The dependence of the achievable spectral resolution on the VGEM glass path is plotted in Fig. 5a, b by integrating over the entire temporal overlap between pump and Stokes. Figure 5a shows that with a fixed length of BK7 in the Stokes path, the highest Raman resolutions are only achievable for a limited range of targeted IFDs. It is noted though that even when optimized, the spectral resolution is not uniform across the whole spectral range, predominantly due to residual higher-order dispersion but also to a lesser extent due to the discrete increments in glass path (VGEM, in our case). Figures 5b(i–iii) show the profiles for the three cases: the fingerprint (900–1800 cm−1), the so-called ‘silent’ (1800–2800 cm−1) and the CH stretching (2800–3200 cm−1) regions confirming that the GDD compensation also maximizes the anti-Stokes signal.

Fig. 5
figure 5

SF-CARS resolution vs. the length of BK7 glass added into the Stokes path. a Calculated SF-CARS resolution (FWHM) as a function of Raman frequency and on BK7 added (from 0 to 120 mm).
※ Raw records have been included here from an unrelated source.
//! Transport port — one HTTP exchange with the device.
//!
//! Implementations deliver the request and hand back whatever the device
//! answered. Status codes are interpreted by [`crate::api::ApiClient`], never
//! by the transport.

use std::fmt;
use std::future::Future;
use std::sync::Arc;

use probehub_domain::error::ApiError;

/// Content type sent with every request.
pub const CONTENT_TYPE_JSON: &str = "application/json";

/// HTTP verb of an API request.
#[derive(Debug, Clone, Copy, PartialEq, Eq, Hash)]
pub enum Method {
    Get,
    Post,
    Put,
    Delete,
}

impl Method {
    #[must_use]
    pub fn as_str(self) -> &'static str {
        match self {
            Self::Get => "GET",
            Self::Post => "POST",
            Self::Put => "PUT",
            Self::Delete => "DELETE",
        }
    }
}

impl fmt::Display for Method {
    fn fmt(&self, f: &mut fmt::Formatter<'_>) -> fmt::Result {
        f.write_str(self.as_str())
    }
}

/// Request handed to a [`Transport`].
#[derive(Debug, Clone, PartialEq, Eq)]
pub struct ApiRequest {
    pub method: Method,
    /// Path absolute from the site root, e.g. `/api/v1/temp/current`.
    pub path: String,
    /// JSON-encoded body, if any.
    pub body: Option<Vec<u8>>,
}

/// Raw answer of the device.
#[derive(Debug, Clone, PartialEq, Eq)]
pub struct ApiResponse {
    pub status: u16,
    pub body: Vec<u8>,
}

impl ApiResponse {
    #[must_use]
    pub fn is_success(&self) -> bool {
        (200..300).contains(&self.status)
    }
}

/// Delivers requests to the device.
pub trait Transport {
    /// Send `request` with a `Content-Type: application/json` header.
    ///
    /// Network failures map to [`ApiError::Transport`] (or
    /// [`ApiError::Timeout`] when the underlying client gave up waiting).
    fn send(
        &self,
        request: ApiRequest,
    ) -> impl Future<Output = Result<ApiResponse, ApiError>> + Send;
}

impl<T: Transport + Send + Sync> Transport for Arc<T> {
    fn send(
        &self,
        request: ApiRequest,
    ) -> impl Future<Output = Result<ApiResponse, ApiError>> + Send {
        (**self).send(request)
    }
}

#[cfg(test)]
mod tests {
    use super::*;

    #[test]
    fn should_treat_only_2xx_as_success() {
        let response = |status| ApiResponse {
            status,
            body: Vec::new(),
        };
        assert!(response(200).is_success());
        assert!(response(204).is_success());
        assert!(!response(199).is_success());
        assert!(!response(300).is_success());
        assert!(!response(500).is_success());
    }

    #[test]
    fn should_display_method_verbs() {
        assert_eq!(Method::Delete.to_string(), "DELETE");
        assert_eq!(Method::Get.as_str(), "GET");
    }
}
Dashed lines: i 36 mm, ii 60 mm and iii 100 mm correspond to the BK7 insertion lengths used for the simulations shown in biiii. b Simulated anti-Stokes signal power vs. wavenumber for fixed amounts of BK7 in the VGEM. The BK7 lengths used were optimized for targeting the principal regions of interest: i fingerprint region, ii silent (also the deuterated) region and iii CH region. c Experimentally measured SF-CARS spectrum of deuterated palmitic acid with partial, full and excess GDD compensation. (Delay between pump and Stokes shown with respect to the position of the 2100 cm−1 peak. Better resolution and signal intensity are achieved with 60 mm of BK7 GDD compensation than with either 24 mm (under-), or 84 mm (over-compensation). The inset shows the anti-Stokes spectrum measured across a broader range of relative pump/Stokes delays

To check the predictions, three chemicals with prominent Raman peaks in each of the above spectral regions were used, namely, thymine, deuterated palmitic acid and polystyrene, respectively. Results for palmitic acid are shown in Fig. 5c. The measured peaks become higher and narrower with the addition of the appropriate amount of glass, whereas both under- and over-compensation result in lower resolution, confirming the trends in the simulations.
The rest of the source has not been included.